──────── Material to process

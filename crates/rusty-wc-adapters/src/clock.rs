use std::sync::atomic::{AtomicU64, Ordering};
use std::sync::Arc;

use rusty_wc_core::{ClockPort, PortError};

#[derive(Debug, Clone, Default)]
pub struct SystemClockAdapter;

impl ClockPort for SystemClockAdapter {
    fn now_ms(&self) -> Result<u64, PortError> {
        let now = std::time::SystemTime::now()
            .duration_since(std::time::UNIX_EPOCH)
            .map_err(|e| PortError::Transport(format!("time error: {e}")))?;
        Ok(now.as_millis() as u64)
    }
}

/// Clock that only moves when told to. Clones share the same time.
#[derive(Debug, Clone, Default)]
pub struct ManualClock {
    now: Arc<AtomicU64>,
}

impl ManualClock {
    pub fn at(now_ms: u64) -> Self {
        Self {
            now: Arc::new(AtomicU64::new(now_ms)),
        }
    }

    pub fn set(&self, now_ms: u64) {
        self.now.store(now_ms, Ordering::SeqCst);
    }

    pub fn advance(&self, ms: u64) {
        self.now.fetch_add(ms, Ordering::SeqCst);
    }
}

impl ClockPort for ManualClock {
    fn now_ms(&self) -> Result<u64, PortError> {
        Ok(self.now.load(Ordering::SeqCst))
    }
}
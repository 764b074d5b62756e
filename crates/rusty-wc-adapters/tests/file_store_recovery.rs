mod common;

use std::fs;

use rusty_wc_adapters::FileSessionPersistence;
use rusty_wc_core::{
    DappMetadata, Session, SessionNamespace, SessionNamespaces, SessionPersistencePort,
    SessionStore, TimestampMs,
};

use common::{account, NOW_MS, SESSION_TTL_MS};

fn session(topic: &str, expires_at_ms: u64) -> Session {
    Session {
        topic: topic.to_owned(),
        peer: DappMetadata {
            name: "Example".to_owned(),
            url: "https://example.org".to_owned(),
            ..Default::default()
        },
        namespaces: SessionNamespaces::from([(
            "eip155".to_owned(),
            SessionNamespace {
                accounts: vec![account(1)],
                methods: ["personal_sign".to_owned()].into(),
                events: ["accountsChanged".to_owned()].into(),
                extensions: Vec::new(),
            },
        )]),
        required_namespaces: Default::default(),
        expires_at_ms: TimestampMs(expires_at_ms),
    }
}

#[test]
fn sessions_survive_a_restart() {
    let dir = tempfile::tempdir().expect("tempdir");
    let path = dir.path().join("state").join("sessions.json");
    let live = NOW_MS + SESSION_TTL_MS;

    {
        let (mut store, report) =
            SessionStore::open(FileSessionPersistence::new(&path), TimestampMs(NOW_MS))
                .expect("open empty store");
        assert_eq!(report.loaded, 0);
        store.upsert(session("topic-a", live)).expect("upsert a");
        store.upsert(session("topic-b", live)).expect("upsert b");
        store.remove("topic-b").expect("remove b");
    }

    let (store, report) =
        SessionStore::open(FileSessionPersistence::new(&path), TimestampMs(NOW_MS))
            .expect("reopen store");
    assert_eq!(report.loaded, 1);
    assert_eq!(store.get("topic-a"), Some(session("topic-a", live)));
    assert!(!store.contains("topic-b"));
    assert!(!dir.path().join("state").join("sessions.json.tmp").exists());
}

#[test]
fn corrupt_document_is_treated_as_empty() {
    let dir = tempfile::tempdir().expect("tempdir");
    let path = dir.path().join("sessions.json");
    fs::write(&path, b"{ not json").expect("write garbage");

    let loaded = FileSessionPersistence::new(&path)
        .load_sessions()
        .expect("load corrupt store");
    assert!(loaded.is_empty());
}

#[test]
fn tampered_entry_is_dropped_and_others_survive() {
    let dir = tempfile::tempdir().expect("tempdir");
    let path = dir.path().join("sessions.json");
    let persistence = FileSessionPersistence::new(&path);
    let live = NOW_MS + SESSION_TTL_MS;
    persistence
        .save_sessions(&[session("topic-a", live), session("topic-b", live)])
        .expect("save");

    let mut doc: serde_json::Value =
        serde_json::from_slice(&fs::read(&path).expect("read")).expect("parse");
    doc["entries"][1]["session"]["peer"]["url"] = serde_json::json!("https://evil.example");
    fs::write(&path, serde_json::to_vec(&doc).expect("encode")).expect("write tampered");

    let (store, report) =
        SessionStore::open(FileSessionPersistence::new(&path), TimestampMs(NOW_MS))
            .expect("open");
    assert_eq!(report.loaded, 1);
    assert!(store.contains("topic-a"));
    assert!(!store.contains("topic-b"));
}

#[test]
fn expired_sessions_are_dropped_and_rewritten_at_load() {
    let dir = tempfile::tempdir().expect("tempdir");
    let path = dir.path().join("sessions.json");
    let persistence = FileSessionPersistence::new(&path);
    persistence
        .save_sessions(&[
            session("stale", NOW_MS - 1),
            session("fresh", NOW_MS + SESSION_TTL_MS),
        ])
        .expect("save");

    let (store, report) =
        SessionStore::open(persistence.clone(), TimestampMs(NOW_MS)).expect("open");
    assert_eq!(report.expired, 1);
    assert_eq!(store.len(), 1);
    assert_eq!(persistence.load_sessions().expect("reload").len(), 1);
}
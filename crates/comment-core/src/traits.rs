use crate::error::Result;
use crate::models::{Comment, DiscussionRef};

/// Remote capability the reconciler depends on
///
/// Each backend (GitHub, the scenario mock) provides its own implementation.
/// Implementations perform exactly one remote call per method and never retry.
pub trait CommentStore: Send + Sync {
    /// List the comments attached to a discussion, in the order the platform returns them
    fn list_comments(&self, discussion: &DiscussionRef) -> Result<Vec<Comment>>;

    /// Replace the body of an existing comment
    fn update_comment(
        &self,
        discussion: &DiscussionRef,
        comment_id: u64,
        body: &str,
    ) -> Result<Comment>;

    /// Attach a new comment to a discussion
    fn create_comment(&self, discussion: &DiscussionRef, body: &str) -> Result<Comment>;
}
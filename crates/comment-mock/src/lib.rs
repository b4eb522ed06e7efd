//! Mock comment store for sticky-comment testing
//!
//! This crate provides a mock implementation of the `CommentStore` trait that keeps
//! comments in memory instead of talking to GitHub. It's designed for:
//!
//! 1. **Integration Testing**: Run the binary end to end without network access
//! 2. **Reproducible Scenarios**: Seed a discussion and inject failures deterministically
//! 3. **Call Auditing**: Check exactly which remote calls a run performed
//!
//! # Usage
//!
//! Set the `STICKY_MOCK_FILE` environment variable to point to a scenario file:
//!
//! ```bash
//! STICKY_MOCK_FILE=./fixtures/update.toml sticky-comment --repo owner/repo --number 42
//! ```
//!
//! # Scenario Format
//!
//! ```toml
//! author_id = 41898282        # author assigned to created comments
//!
//! [[comments]]
//! id = 1
//! author_id = 41898282
//! body = "old"
//!
//! [failures.list_comments]    # optional, per method
//! message = "connection reset"  # no status: transport failure
//! ```
//!
//! Each call is appended to `call_log.jsonl` next to the scenario file.

mod client;
mod scenario;

pub use client::{CallLogEntry, MockClient, CALL_LOG_FILE_NAME};
pub use scenario::{FailureSpec, Scenario, ScenarioError};

/// Environment variable to enable mock mode
pub const MOCK_FILE_ENV: &str = "STICKY_MOCK_FILE";

/// Get the scenario file from environment, if set
pub fn get_mock_file() -> Option<std::path::PathBuf> {
    std::env::var(MOCK_FILE_ENV)
        .ok()
        .filter(|v| !v.is_empty())
        .map(std::path::PathBuf::from)
}
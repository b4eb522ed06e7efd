use thiserror::Error;

/// Common errors for all comment store backends
#[derive(Error, Debug)]
pub enum CommentError {
    #[error("Authentication failed")]
    Unauthorized,

    #[error("Resource not found: {0}")]
    NotFound(String),

    #[error("Invalid input: {0}")]
    InvalidInput(String),

    #[error("Rate limited")]
    RateLimited,

    #[error("API error ({status}): {message}")]
    Api { status: u16, message: String },

    #[error("HTTP error: {0}")]
    Http(String),

    #[error("Parse error: {0}")]
    Parse(String),
}

pub type Result<T> = std::result::Result<T, CommentError>;
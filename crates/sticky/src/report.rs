//! GitHub Actions reporting: step outputs and workflow commands
//!
//! Outputs are appended to the file named by `GITHUB_OUTPUT`. Failures are
//! printed as an `::error::` workflow command so the runner annotates the job.

use anyhow::{bail, Context, Result};
use std::fs::OpenOptions;
use std::io::Write;
use std::path::{Path, PathBuf};
use tracing::debug;

pub const OUTPUT_FILE_ENV: &str = "GITHUB_OUTPUT";

/// Prefix of every reported failure
pub const FAILURE_PREFIX: &str = "Action failed with error: ";

/// Step outputs destination
pub struct StepOutputs {
    path: Option<PathBuf>,
}

impl StepOutputs {
    pub fn from_env() -> Self {
        Self {
            path: std::env::var_os(OUTPUT_FILE_ENV)
                .filter(|v| !v.is_empty())
                .map(PathBuf::from),
        }
    }

    /// Record `name=value`. Without an output file the value is only logged.
    /// Values must be single-line.
    pub fn set(&self, name: &str, value: &str) -> Result<()> {
        match &self.path {
            Some(path) => append_output(path, name, value),
            None => {
                debug!(name, value, "no {} file, output not recorded", OUTPUT_FILE_ENV);
                Ok(())
            }
        }
    }
}

fn append_output(path: &Path, name: &str, value: &str) -> Result<()> {
    if value.contains(['\n', '\r']) {
        bail!("Step output '{}' must be a single line", name);
    }

    let mut file = OpenOptions::new()
        .create(true)
        .append(true)
        .open(path)
        .with_context(|| format!("Failed to open step output file: {}", path.display()))?;

    writeln!(file, "{name}={value}")
        .with_context(|| format!("Failed to write step output file: {}", path.display()))
}

/// Escape a message for use as workflow command data
pub fn escape_data(message: &str) -> String {
    message
        .replace('%', "%25")
        .replace('\r', "%0D")
        .replace('\n', "%0A")
}

/// The `::error::` command for a failure message
pub fn error_command(message: &str) -> String {
    format!("::error::{}", escape_data(message))
}

/// Mark the job failed. The caller sets the non-zero exit status.
pub fn set_failed(message: &str) {
    println!("{}", error_command(message));
}

/// Whether the runner has step debug logging enabled
pub fn runner_debug() -> bool {
    std::env::var("RUNNER_DEBUG").is_ok_and(|v| v == "1")
}
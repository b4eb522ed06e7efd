/// Fixed greeting of the managed comment
pub const MESSAGE_PREFIX: &str = "Hello from actions/github-script!";

/// Shown when the run has no revision to report
pub const UNKNOWN_SHA: &str = "unknown";

/// Render the comment body for a revision
pub fn render_body(sha: Option<&str>) -> String {
    let sha = sha.map(str::trim).filter(|s| !s.is_empty()).unwrap_or(UNKNOWN_SHA);
    format!("{} ({})", MESSAGE_PREFIX, sha)
}
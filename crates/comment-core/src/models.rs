use serde::{Deserialize, Serialize};
use std::fmt;

use crate::error::{CommentError, Result};

/// Account id of `github-actions[bot]`, the author whose comments are managed by default
pub const DEFAULT_IDENTITY: u64 = 41898282;

/// A pull request or issue thread that can hold comments
#[derive(Debug, Clone, PartialEq, Eq, Serialize, Deserialize)]
pub struct DiscussionRef {
    pub owner: String,
    pub repo: String,
    pub number: u64,
}

impl DiscussionRef {
    pub fn new(owner: impl Into<String>, repo: impl Into<String>, number: u64) -> Self {
        Self {
            owner: owner.into(),
            repo: repo.into(),
            number,
        }
    }

    /// Build a reference from an `owner/repo` string
    pub fn parse_repository(repository: &str, number: u64) -> Result<Self> {
        match repository.trim().split_once('/') {
            Some((owner, repo)) if !owner.is_empty() && !repo.is_empty() && !repo.contains('/') => {
                Ok(Self::new(owner, repo, number))
            }
            _ => Err(CommentError::InvalidInput(format!(
                "Invalid repository '{}', expected owner/repo",
                repository
            ))),
        }
    }
}

impl fmt::Display for DiscussionRef {
    fn fmt(&self, f: &mut fmt::Formatter<'_>) -> fmt::Result {
        write!(f, "{}/{}#{}", self.owner, self.repo, self.number)
    }
}

/// A comment as seen by the reconciler
#[derive(Debug, Clone, PartialEq, Eq, Serialize, Deserialize)]
pub struct Comment {
    pub id: u64,
    /// `None` for comments whose author account no longer exists
    pub author_id: Option<u64>,
    #[serde(default, skip_serializing_if = "Option::is_none")]
    pub author_login: Option<String>,
    pub body: String,
}

impl Comment {
    pub fn is_authored_by(&self, identity: u64) -> bool {
        self.author_id == Some(identity)
    }
}
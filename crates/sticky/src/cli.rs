use clap::{Parser, ValueEnum};
use std::path::PathBuf;

#[derive(Parser, Debug)]
#[command(
    name = "sticky-comment",
    version,
    about = "Post or update a single status comment on a pull request"
)]
pub struct Cli {
    /// Output format
    #[arg(long, short = 'o', value_enum, default_value_t = OutputFormat::Text)]
    pub format: OutputFormat,

    /// When to colorize output
    #[arg(long, value_enum, default_value_t = ColorChoice::Auto)]
    pub color: ColorChoice,

    /// Path to a TOML config file
    #[arg(long, env = "STICKY_CONFIG", value_name = "PATH")]
    pub config: Option<PathBuf>,

    /// GitHub token (overrides the github-token input and GITHUB_TOKEN)
    #[arg(long)]
    pub token: Option<String>,

    /// Repository holding the pull request (overrides GITHUB_REPOSITORY)
    #[arg(long, value_name = "OWNER/REPO")]
    pub repo: Option<String>,

    /// Pull request or issue number (defaults to the one in the triggering event)
    #[arg(long, short = 'n')]
    pub number: Option<u64>,

    /// Revision shown in the comment (overrides GITHUB_SHA)
    #[arg(long)]
    pub sha: Option<String>,

    /// GitHub REST API base URL (overrides GITHUB_API_URL)
    #[arg(long, value_name = "URL")]
    pub api_url: Option<String>,

    /// Account id whose comment is updated in place
    #[arg(long, value_name = "ID")]
    pub identity: Option<u64>,

    /// Look up the managed comment and report what would change without writing
    #[arg(long)]
    pub dry_run: bool,
}

#[derive(ValueEnum, Clone, Debug, Copy, PartialEq, Eq)]
pub enum OutputFormat {
    Text,
    Json,
}

#[derive(ValueEnum, Clone, Debug, Copy, Default)]
pub enum ColorChoice {
    /// Colorize output if stdout is a terminal
    #[default]
    Auto,
    /// Always colorize output
    Always,
    /// Never colorize output
    Never,
}
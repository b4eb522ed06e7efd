pub mod comment;
pub mod user;

pub use comment::*;
pub use user::*;
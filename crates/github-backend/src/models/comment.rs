use serde::{Deserialize, Serialize};

use super::user::GitHubUser;

/// GitHub issue comment
///
/// Pull request conversation comments are issue comments on the GitHub API.
#[derive(Debug, Clone, Deserialize, Serialize)]
pub struct GitHubComment {
    pub id: u64,
    #[serde(default)]
    pub body: Option<String>,
    /// Absent for comments whose author account was deleted
    pub user: Option<GitHubUser>,
    #[serde(default)]
    pub html_url: Option<String>,
    pub created_at: String,
    pub updated_at: String,
}

/// Request body for creating or editing a comment
#[derive(Debug, Clone, Serialize)]
pub struct GitHubCommentBody {
    pub body: String,
}
pub mod credential;
pub mod error;
pub mod models;
pub mod reconcile;
pub mod traits;

pub use credential::{Credential, CredentialError};
pub use error::{CommentError, Result};
pub use models::*;
pub use reconcile::{find_managed_comment, CommentReconciler, ReconcileError, Reconciled, Step};
pub use traits::CommentStore;
//! Upsert-by-identity reconciliation
//!
//! Keeps exactly one comment from a designated author on a discussion: the first
//! comment by that author is rewritten in place, otherwise a new one is created.

use std::fmt;

use thiserror::Error;
use tracing::{debug, info};

use crate::error::CommentError;
use crate::models::{Comment, DiscussionRef};
use crate::traits::CommentStore;

/// The remote step a reconcile run was performing
#[derive(Debug, Clone, Copy, PartialEq, Eq)]
pub enum Step {
    List,
    Update,
    Create,
}

impl fmt::Display for Step {
    fn fmt(&self, f: &mut fmt::Formatter<'_>) -> fmt::Result {
        let name = match self {
            Step::List => "listing",
            Step::Update => "updating",
            Step::Create => "creating",
        };
        f.write_str(name)
    }
}

/// Terminal failure of a reconcile run. The underlying message is kept verbatim.
#[derive(Error, Debug)]
#[error("{step} comments failed: {cause}")]
pub struct ReconcileError {
    pub step: Step,
    pub cause: CommentError,
}

/// The single mutation a successful run performed
#[derive(Debug, Clone, PartialEq, Eq)]
pub enum Reconciled {
    Created(Comment),
    Updated(Comment),
}

impl Reconciled {
    pub fn action(&self) -> &'static str {
        match self {
            Reconciled::Created(_) => "created",
            Reconciled::Updated(_) => "updated",
        }
    }

    pub fn comment(&self) -> &Comment {
        match self {
            Reconciled::Created(c) | Reconciled::Updated(c) => c,
        }
    }
}

/// First comment authored by `identity`, in listed order.
///
/// Later comments by the same author are left alone.
pub fn find_managed_comment(comments: &[Comment], identity: u64) -> Option<&Comment> {
    comments.iter().find(|c| c.is_authored_by(identity))
}

pub struct CommentReconciler<'a> {
    store: &'a dyn CommentStore,
    identity: u64,
}

impl<'a> CommentReconciler<'a> {
    pub fn new(store: &'a dyn CommentStore, identity: u64) -> Self {
        Self { store, identity }
    }

    /// List the discussion's comments and return the managed one, if any
    pub fn locate(&self, discussion: &DiscussionRef) -> Result<Option<Comment>, ReconcileError> {
        let comments = self
            .store
            .list_comments(discussion)
            .map_err(|cause| ReconcileError {
                step: Step::List,
                cause,
            })?;
        debug!(
            discussion = %discussion,
            count = comments.len(),
            "listed comments"
        );
        Ok(find_managed_comment(&comments, self.identity).cloned())
    }

    /// Ensure the discussion carries one managed comment whose body is `body`
    pub fn reconcile(
        &self,
        discussion: &DiscussionRef,
        body: &str,
    ) -> Result<Reconciled, ReconcileError> {
        match self.locate(discussion)? {
            Some(existing) => {
                info!(discussion = %discussion, comment_id = existing.id, "updating managed comment");
                self.store
                    .update_comment(discussion, existing.id, body)
                    .map(Reconciled::Updated)
                    .map_err(|cause| ReconcileError {
                        step: Step::Update,
                        cause,
                    })
            }
            None => {
                info!(discussion = %discussion, identity = self.identity, "creating managed comment");
                self.store
                    .create_comment(discussion, body)
                    .map(Reconciled::Created)
                    .map_err(|cause| ReconcileError {
                        step: Step::Create,
                        cause,
                    })
            }
        }
    }
}
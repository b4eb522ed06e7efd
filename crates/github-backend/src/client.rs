use std::time::Duration;

use comment_core::Credential;
use serde::de::DeserializeOwned;
use tracing::debug;
use ureq::Agent;

use crate::error::{GitHubError, Result};
use crate::models::*;

/// Public GitHub REST endpoint
pub const DEFAULT_API_URL: &str = "https://api.github.com";

const API_VERSION: &str = "2022-11-28";
const USER_AGENT: &str = concat!("sticky-comment/", env!("CARGO_PKG_VERSION"));

/// GitHub REST API client
pub struct GitHubClient {
    agent: Agent,
    base_url: String,
    token: String,
}

impl GitHubClient {
    /// Create a new GitHub client targeting api.github.com
    pub fn new(credential: &Credential) -> Self {
        Self::with_base_url(DEFAULT_API_URL, credential)
    }

    /// Create a new GitHub client with a custom base URL (for GitHub Enterprise or testing)
    pub fn with_base_url(base_url: &str, credential: &Credential) -> Self {
        let agent = Agent::config_builder()
            .timeout_global(Some(Duration::from_secs(30)))
            .http_status_as_error(false)
            .build()
            .into();

        Self {
            agent,
            base_url: base_url.trim_end_matches('/').to_string(),
            token: credential.expose().to_string(),
        }
    }

    pub fn base_url(&self) -> &str {
        &self.base_url
    }

    /// Build a repo-scoped URL
    fn repo_url(&self, owner: &str, repo: &str, path: &str) -> String {
        format!(
            "{}/repos/{}/{}{}",
            self.base_url,
            urlencoding::encode(owner),
            urlencoding::encode(repo),
            path
        )
    }

    /// Attach credentials and the REST API media type to a request
    fn authorized<B>(&self, request: ureq::RequestBuilder<B>) -> ureq::RequestBuilder<B> {
        request
            .header("Authorization", &format!("Bearer {}", self.token))
            .header("Accept", "application/vnd.github+json")
            .header("X-GitHub-Api-Version", API_VERSION)
            .header("User-Agent", USER_AGENT)
    }

    /// Turn non-2xx responses into typed errors, keeping GitHub's message
    fn check_response(
        &self,
        mut response: ureq::http::Response<ureq::Body>,
    ) -> Result<ureq::http::Response<ureq::Body>> {
        let status = response.status().as_u16();
        if response.status().is_success() {
            return Ok(response);
        }

        let quota_exhausted = response
            .headers()
            .get("x-ratelimit-remaining")
            .is_some_and(|remaining| remaining.as_bytes() == b"0");
        if status == 403 && quota_exhausted {
            return Err(GitHubError::RateLimited);
        }

        let body = response.body_mut().read_to_string().unwrap_or_default();
        let message = error_message(status, body);

        Err(match status {
            401 => GitHubError::Unauthorized,
            404 => GitHubError::NotFound(message),
            _ => GitHubError::Api { status, message },
        })
    }

    // ==================== Comment Operations ====================

    /// List comments on an issue or pull request
    ///
    /// Sends no paging parameters, so GitHub returns its default first page.
    pub fn list_issue_comments(
        &self,
        owner: &str,
        repo: &str,
        number: u64,
    ) -> Result<Vec<GitHubComment>> {
        let url = self.repo_url(owner, repo, &format!("/issues/{}/comments", number));
        debug!(%url, "GET issue comments");

        let response = self
            .authorized(self.agent.get(&url))
            .call()
            .map_err(GitHubError::Http)?;

        let comments: Vec<GitHubComment> = read_json(self.check_response(response)?)?;
        Ok(comments)
    }

    /// Replace the body of an existing comment
    pub fn update_issue_comment(
        &self,
        owner: &str,
        repo: &str,
        comment_id: u64,
        body: &str,
    ) -> Result<GitHubComment> {
        let url = self.repo_url(owner, repo, &format!("/issues/comments/{}", comment_id));
        debug!(%url, "PATCH issue comment");

        let update = GitHubCommentBody {
            body: body.to_string(),
        };

        let response = self
            .authorized(self.agent.patch(&url))
            .header("Content-Type", "application/json")
            .send_json(&update)
            .map_err(GitHubError::Http)?;

        let updated: GitHubComment = read_json(self.check_response(response)?)?;
        Ok(updated)
    }

    /// Add a comment to an issue or pull request
    pub fn create_issue_comment(
        &self,
        owner: &str,
        repo: &str,
        number: u64,
        body: &str,
    ) -> Result<GitHubComment> {
        let url = self.repo_url(owner, repo, &format!("/issues/{}/comments", number));
        debug!(%url, "POST issue comment");

        let comment = GitHubCommentBody {
            body: body.to_string(),
        };

        let response = self
            .authorized(self.agent.post(&url))
            .header("Content-Type", "application/json")
            .send_json(&comment)
            .map_err(GitHubError::Http)?;

        let created: GitHubComment = read_json(self.check_response(response)?)?;
        Ok(created)
    }
}

/// Decode a successful response body
///
/// Read failures stay transport errors; malformed JSON is a parse error.
fn read_json<T: DeserializeOwned>(mut response: ureq::http::Response<ureq::Body>) -> Result<T> {
    let text = response.body_mut().read_to_string()?;
    Ok(serde_json::from_str(&text)?)
}

/// The `message` field of a GitHub error document, else the raw body
fn error_message(status: u16, body: String) -> String {
    let documented = serde_json::from_str::<serde_json::Value>(&body)
        .ok()
        .and_then(|doc| doc.get("message")?.as_str().map(String::from));

    match documented {
        Some(message) => message,
        None if body.trim().is_empty() => format!("HTTP {}", status),
        None => body,
    }
}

────────────────

- Activity:
Search the records for the word "Each" and copy out every line that holds it.

- Reply to the task:
/// Each backend (GitHub, the scenario mock) provides its own implementation.
//! Each call is appended to `call_log.jsonl` next to the scenario file.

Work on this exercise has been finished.